The media has moved on, but the Centers for Disease Control certainly hasn’t. The end of January saw us gain stable footing against the rise of four dangerous new diseases, but within the CDC, we all knew this was just the opening lines of a story that was yet to play out. And, wouldn’t you know, February proved us right.
First, it was the sudden reemergence of COdA in Moscow, accompanied by a staggering death toll. I doubt it will surprise you to learn that we don’t collaborate with the Russian much, even since the Cold War ended, so we initially blamed the near-100% mortality rate on lousy Russian medicine. Desperate for help, they sent us samples and the Black team confirmed: the COdA pathogen is mutating considerably, and we haven’t got the fainted clue of how to cure or even treat it.
At about the time we drew that conclusion, we received word of a major REDRUM outbreak in Tokyo, and uncovered multiple cases of Blue in Atlanta. Knowing we need to buy time for our research teams—and frustratingly limited by the President’s shortsighted funding cuts—we mobilized a medical team under the now-experienced leadership of James “Patch” Adams and our quarantine specialists under command of Cora “Lockdown” Tina. Funny story: they’re actually siblings, and I think that understanding of each other serves them well in the field.
Patch handled the Atlanta issue with expert efficiency and used the time he saved here at home to hump it to Tokyo, where he was able to treat the REDRUM victims without risking a regional outbreak. Lockdown earned her nickname, first by establishing a quarantine zone here in Atlanta to minimize the risk of further spread, and then by remotely managing the total quarantine in Moscow. These efforts, along with Patch’s diligence in cities throughout Asia and the Pacific Rim kept REDRUM well-contained while we sought to a cure for this February strain.
For a brief spell, it seemed that we had contained the threat, but the bitter winter spared no one. Epidemics consumed our attention, from Kolkata to Montreal. We did the best we could, putting our slim remaining funds to work in developing an advanced forecasting algorithm that allowed us to prioritize hotspots. But then, in the scramble to respond—and in the midst of curing REDRUM–we lost our quarantine in Moscow and faced outbreaks there and in Cairo. Fortunately, we were able to charter a flight for Lockdown through Karachi, and she was able to establish a quarantine zone in Cairo while establishing new protocols to restore Moscow’s QZ.
Ultimately, the sacrifice of the Russians, and Egyptians provided us a break, during which Patch’s medical team in the Pacific Rim managed to completely eradicate the February strain of REDRUM. With the threat eliminated west of the Indian subcontinent, Lockdown and Patch were able to adopt a more aggressive posture in Europe and the Americas, and we felt confident we would navigate the remainder of February without incident.
Of course, nothing in this line of work goes as smoothly as you hope.

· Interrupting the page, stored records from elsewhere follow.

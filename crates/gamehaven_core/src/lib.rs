//! Core persistence and domain logic for the GameHaven storefront.
//! This crate is the single source of truth for stored records and their invariants.

pub mod app;
pub mod config;
pub mod db;
pub mod facade;
pub mod logging;
pub mod model;
pub mod repo;
pub mod seed;
pub mod service;
pub mod session;
mod state_file;
pub mod store;

pub use app::{AdminDashboard, App, AppError};
pub use config::{AppConfig, ConfigError};
pub use facade::{
    DownloadHistoryFacade, GameFacade, InventoryStats, LibraryFacade, TransactionFacade,
    UserFacade, UserStats,
};
pub use logging::{init_logging, logging_status, LogLevel, LoggingError};
pub use model::download_history::{DownloadHistory, DownloadHistoryId};
pub use model::game::{Game, GameId};
pub use model::purchased_game::{DownloadStatus, PurchasedGame, PurchasedGameId};
pub use model::transaction::{
    DateRange, SalesSummary, Transaction, TransactionDetail, TransactionDetailId, TransactionId,
};
pub use model::user::{User, UserId, UserRole};
pub use repo::{RepoError, RepoResult};
pub use seed::{seed_if_first_run, SeedError, SeedOutcome};
pub use service::library_service::StatusChange;
pub use service::purchase_service::{PurchaseReceipt, PurchaseRequest};
pub use session::{Session, SessionStore};
pub use state_file::StateFileError;
pub use store::{LiveQuery, Store, Table};

/// Minimal health-check API for early integration.
pub fn ping() -> &'static str {
    "pong"
}

/// Returns the core crate version.
pub fn core_version() -> &'static str {
    env!("CARGO_PKG_VERSION")
}

#[cfg(test)]
mod tests {
    use super::{core_version, ping};

    #[test]
    fn ping_returns_pong() {
        assert_eq!(ping(), "pong");
    }

    #[test]
    fn version_is_not_empty() {
        assert!(!core_version().is_empty());
    }
}
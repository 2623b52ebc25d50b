//! Download/install progress tracking for owned games.
//!
//! # Invariants
//! - Moving an entry to `Downloaded` or `Installed` appends exactly one
//!   history row for that entry's user/game pair, every time it happens.
//! - Status write and history append commit together.

use crate::model::download_history::{DownloadHistory, DownloadHistoryId};
use crate::model::purchased_game::{DownloadStatus, PurchasedGameId};
use crate::repo::download_history_repo::{
    DownloadHistoryRepository, SqliteDownloadHistoryRepository,
};
use crate::repo::purchased_game_repo::{PurchasedGameRepository, SqlitePurchasedGameRepository};
use crate::repo::{RepoError, RepoResult};
use log::info;
use rusqlite::{Connection, TransactionBehavior};

/// Result of a status update.
#[derive(Debug, Clone, PartialEq, Eq)]
pub struct StatusChange {
    pub purchased_game_id: PurchasedGameId,
    pub status: DownloadStatus,
    /// Set when the update counted as a finished download.
    pub history_id: Option<DownloadHistoryId>,
}

pub struct LibraryService<'conn> {
    conn: &'conn mut Connection,
}

impl<'conn> LibraryService<'conn> {
    pub fn new(conn: &'conn mut Connection) -> Self {
        Self { conn }
    }

    /// Sets the download status of one library entry.
    ///
    /// `now` is the history timestamp used when the status counts as completed.
    ///
    /// # Errors
    /// - `RepoError::NotFound` when `id` matches no library entry.
    pub fn update_download_status(
        &mut self,
        id: PurchasedGameId,
        status: DownloadStatus,
        now: i64,
    ) -> RepoResult<StatusChange> {
        let tx = self
            .conn
            .transaction_with_behavior(TransactionBehavior::Immediate)?;

        let library = SqlitePurchasedGameRepository::new(&tx);
        let entry = library
            .get_purchased_game(id)?
            .ok_or(RepoError::NotFound {
                entity: "purchased game",
                id,
            })?;
        library.update_download_status(id, status)?;

        let history_id = if status.is_completed() {
            let record = DownloadHistory::new(entry.user_id, entry.game_id, now);
            Some(SqliteDownloadHistoryRepository::new(&tx).insert_history(&record)?)
        } else {
            None
        };

        tx.commit()?;
        info!(
            "event=download_status module=service status=ok purchased_game_id={} download_status={} history_appended={}",
            id,
            status.as_str(),
            history_id.is_some()
        );

        Ok(StatusChange {
            purchased_game_id: id,
            status,
            history_id,
        })
    }
}
//! Table identifiers published on the store change bus.

use std::fmt::{Display, Formatter};

/// One storefront table. Writes publish every table whose rows they may have
/// touched, cascades included.
#[derive(Debug, Clone, Copy, PartialEq, Eq, Hash)]
pub enum Table {
    Users,
    Games,
    Transactions,
    TransactionDetails,
    PurchasedGames,
    DownloadHistory,
}

impl Table {
    pub const ALL: [Table; 6] = [
        Table::Users,
        Table::Games,
        Table::Transactions,
        Table::TransactionDetails,
        Table::PurchasedGames,
        Table::DownloadHistory,
    ];

    pub fn as_str(self) -> &'static str {
        match self {
            Self::Users => "users",
            Self::Games => "games",
            Self::Transactions => "transactions",
            Self::TransactionDetails => "transaction_details",
            Self::PurchasedGames => "purchased_games",
            Self::DownloadHistory => "download_history",
        }
    }
}

impl Display for Table {
    fn fmt(&self, f: &mut Formatter<'_>) -> std::fmt::Result {
        f.write_str(self.as_str())
    }
}

/// Tables touched by deleting a user: the row itself plus FK cascades.
pub const USER_DELETE_TABLES: &[Table] = &[
    Table::Users,
    Table::Transactions,
    Table::TransactionDetails,
    Table::PurchasedGames,
];

/// Tables touched by deleting a game: the row itself plus FK cascades.
pub const GAME_DELETE_TABLES: &[Table] = &[
    Table::Games,
    Table::TransactionDetails,
    Table::PurchasedGames,
];

/// Tables written by the purchase flow.
pub const PURCHASE_TABLES: &[Table] = &[
    Table::Transactions,
    Table::TransactionDetails,
    Table::PurchasedGames,
];

/// Tables written by a download status change.
pub const DOWNLOAD_STATUS_TABLES: &[Table] = &[Table::PurchasedGames, Table::DownloadHistory];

First, a new epidemic claimed Khartoum and pushed London to the brink of panic. With our teams split on either side of the Atlantic, we lacked the resources to address both and found ourselves better positioned to aid London.
Truthfully, it speaks to the resilience of the Sudanese people that they didn’t succumb to outright panic and disorder at the word that help would not come. With little more than the World Health Organization’s meager medical supplies, the Sudanese calmly soldiered on. Such bravery in the face of adversity… it may have saved the entire world.

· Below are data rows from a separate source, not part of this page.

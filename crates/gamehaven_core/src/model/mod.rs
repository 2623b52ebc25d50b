//! Storefront domain model.
//!
//! # Responsibility
//! - Define the six persisted record shapes shared by repositories, facades
//!   and the FFI layer.
//!
//! # Invariants
//! - Every record is identified by an SQLite rowid; `0` means "not persisted yet".
//! - Timestamps are Unix epoch milliseconds.

pub mod download_history;
pub mod game;
pub mod purchased_game;
pub mod transaction;
pub mod user;

use std::time::{SystemTime, UNIX_EPOCH};

/// Id placeholder carried by records that have not been inserted yet.
pub const UNSAVED_ID: i64 = 0;

/// Current wall-clock time in Unix epoch milliseconds.
pub fn now_epoch_ms() -> i64 {
    SystemTime::now()
        .duration_since(UNIX_EPOCH)
        .map(|elapsed| i64::try_from(elapsed.as_millis()).unwrap_or(i64::MAX))
        .unwrap_or(0)
}
//! Continuously updating query results.

use tokio::sync::watch;
use tokio::task::JoinHandle;

/// Result set that is re-delivered whenever one of its watched tables changes.
///
/// Dropping the value stops the background refresh task.
pub struct LiveQuery<T> {
    rx: watch::Receiver<T>,
    task: JoinHandle<()>,
}

impl<T: Clone> LiveQuery<T> {
    pub(crate) fn new(rx: watch::Receiver<T>, task: JoinHandle<()>) -> Self {
        Self { rx, task }
    }

    /// Latest delivered result.
    pub fn current(&self) -> T {
        self.rx.borrow().clone()
    }

    /// Waits for the next re-delivery.
    ///
    /// Returns `None` once the refresh task has stopped.
    pub async fn next(&mut self) -> Option<T> {
        self.rx.changed().await.ok()?;
        Some(self.rx.borrow_and_update().clone())
    }

    /// Waits until a delivered result satisfies `predicate`, checking the
    /// current one first.
    pub async fn wait_for(&mut self, mut predicate: impl FnMut(&T) -> bool) -> Option<T> {
        let value = self.rx.wait_for(|value| predicate(value)).await.ok()?;
        Some((*value).clone())
    }
}

impl<T> Drop for LiveQuery<T> {
    fn drop(&mut self) {
        self.task.abort();
    }
}
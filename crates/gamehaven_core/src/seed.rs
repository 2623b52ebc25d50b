//! First-run demo data.
//!
//! # Responsibility
//! - Insert two demo accounts and three demo games exactly once per install.
//!
//! # Invariants
//! - The seed marker is written only after the inserts committed; a crash in
//!   between re-seeds on the next start.
//! - Seeding never touches existing rows.

use crate::model::game::Game;
use crate::model::now_epoch_ms;
use crate::model::user::{User, UserRole};
use crate::repo::game_repo::{GameRepository, SqliteGameRepository};
use crate::repo::user_repo::{SqliteUserRepository, UserRepository};
use crate::repo::RepoError;
use crate::state_file::{self, StateFileError};
use crate::store::{Store, Table};
use log::info;
use serde::{Deserialize, Serialize};
use std::error::Error;
use std::fmt::{Display, Formatter};
use std::path::Path;

#[derive(Debug)]
pub enum SeedError {
    Repo(RepoError),
    Marker(StateFileError),
}

impl Display for SeedError {
    fn fmt(&self, f: &mut Formatter<'_>) -> std::fmt::Result {
        match self {
            Self::Repo(err) => write!(f, "seeding failed: {err}"),
            Self::Marker(err) => write!(f, "seed marker failed: {err}"),
        }
    }
}

impl Error for SeedError {
    fn source(&self) -> Option<&(dyn Error + 'static)> {
        match self {
            Self::Repo(err) => Some(err),
            Self::Marker(err) => Some(err),
        }
    }
}

impl From<RepoError> for SeedError {
    fn from(value: RepoError) -> Self {
        Self::Repo(value)
    }
}

impl From<rusqlite::Error> for SeedError {
    fn from(value: rusqlite::Error) -> Self {
        Self::Repo(value.into())
    }
}

impl From<StateFileError> for SeedError {
    fn from(value: StateFileError) -> Self {
        Self::Marker(value)
    }
}

#[derive(Debug, Clone, Copy, PartialEq, Eq)]
pub enum SeedOutcome {
    Seeded { users: usize, games: usize },
    AlreadySeeded,
}

#[derive(Debug, Serialize, Deserialize)]
struct SeedMarker {
    seeded: bool,
    seeded_at: i64,
}

/// Demo accounts created on first run. Passwords are plaintext by design of
/// the stored data; see [`User`].
pub fn demo_users() -> Vec<User> {
    vec![
        User::new("Farr", "farr@gmail.com", "123", UserRole::Admin),
        User::new("shir", "shir@gmail.com", "123", UserRole::Regular),
    ]
}

/// Demo catalog created on first run, released at `release_date`.
pub fn demo_games(release_date: i64) -> Vec<Game> {
    let game = |title: &str,
                description: &str,
                developer: &str,
                category: &str,
                price: f64,
                stock: i64,
                file_url: &str,
                image_url: &str| Game {
        description: description.to_string(),
        developer: developer.to_string(),
        category: category.to_string(),
        release_date: Some(release_date),
        file_url: file_url.to_string(),
        image_url: image_url.to_string(),
        ..Game::new(title, price, stock)
    };

    vec![
        game(
            "Cyber Jump",
            "Fast-paced cyber platformer game",
            "Farr Studio",
            "Action",
            25_000.0,
            100,
            "",
            "https://www.cyberjump.eu/wp-content/uploads/2024/07/cjpozsonyw.jpg",
        ),
        game(
            "Zombie Arena",
            "Survival zombie shooter",
            "Shir Corp",
            "Shooter",
            40_000.0,
            50,
            "https://encrypted-tbn0.gstatic.com/images?q=tbn:ANd9GcS88N3tYJySO8ZbBFqpQEqNINB1EFcs8qYYdQ&s",
            "https://encrypted-tbn0.gstatic.com/images?q=tbn:ANd9GcS88N3tYJySO8ZbBFqpQEqNINB1EFcs8qYYdQ&s",
        ),
        game(
            "Puzzle Quest",
            "Relaxing brain puzzle game",
            "Indie Dev",
            "Puzzle",
            15_000.0,
            200,
            "https://example.com/puzzle.apk",
            "https://encrypted-tbn0.gstatic.com/images?q=tbn:ANd9GcSAUVY6-RFPBR3ae0ZUa56Oz1HsqgW6m6w0VQ&s",
        ),
    ]
}

/// Seeds demo data unless the marker at `marker_path` says it already ran.
pub fn seed_if_first_run(store: &Store, marker_path: &Path) -> Result<SeedOutcome, SeedError> {
    let marker: Option<SeedMarker> = state_file::read_json(marker_path)?;
    if marker.is_some_and(|marker| marker.seeded) {
        return Ok(SeedOutcome::AlreadySeeded);
    }

    let now = now_epoch_ms();
    let users = demo_users();
    let games = demo_games(now);

    store.with_connection(|conn| {
        let tx = conn.transaction()?;
        {
            let user_repo = SqliteUserRepository::new(&tx);
            for user in &users {
                user_repo.insert_user(user)?;
            }
            let game_repo = SqliteGameRepository::new(&tx);
            for game in &games {
                game_repo.insert_game(game)?;
            }
        }
        tx.commit()?;
        Ok(())
    })?;
    store.notify(&[Table::Users, Table::Games]);

    state_file::write_json(
        marker_path,
        &SeedMarker {
            seeded: true,
            seeded_at: now,
        },
    )?;

    info!(
        "event=seed_demo_data module=seed status=ok users={} games={}",
        users.len(),
        games.len()
    );
    Ok(SeedOutcome::Seeded {
        users: users.len(),
        games: games.len(),
    })
}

Soon thereafter, we developed cures for both the Yellow and Blue pathogen strains. Patch’s medical team’s hands-on dedication to the eradication of REDRUM provided key data in developing a cures for future strains. We’ve become remarkably efficient at sequencing the core genome of the REDRUM pathogen, so we’re identifying new strains faster with each passing week. We’ve also found easier agents to counteract and eliminate the pathogen which we’re carefully cataloging for future applications. Barring any twists of fate—Mother Nature being a metaphorical bitch—REDRUM should be a relatively minor threat in the future.
Of course, even if Mother Nature plays along, the US government sure isn’t. We’re just about out of funding here at the CDC. The last of our long term projects has been canceled, and all we can do is be ready to react if we’re needed. I pray these diseases—especially COdA—don’t mutate further. I’m not sure that we can handle more virile pathogen strains without lasting consequences for the entire planet.
But no matter; my teams remain steadfastly committed to preventing a pandemic. I don’t know what would happen if we fail. I hope we never have to find out.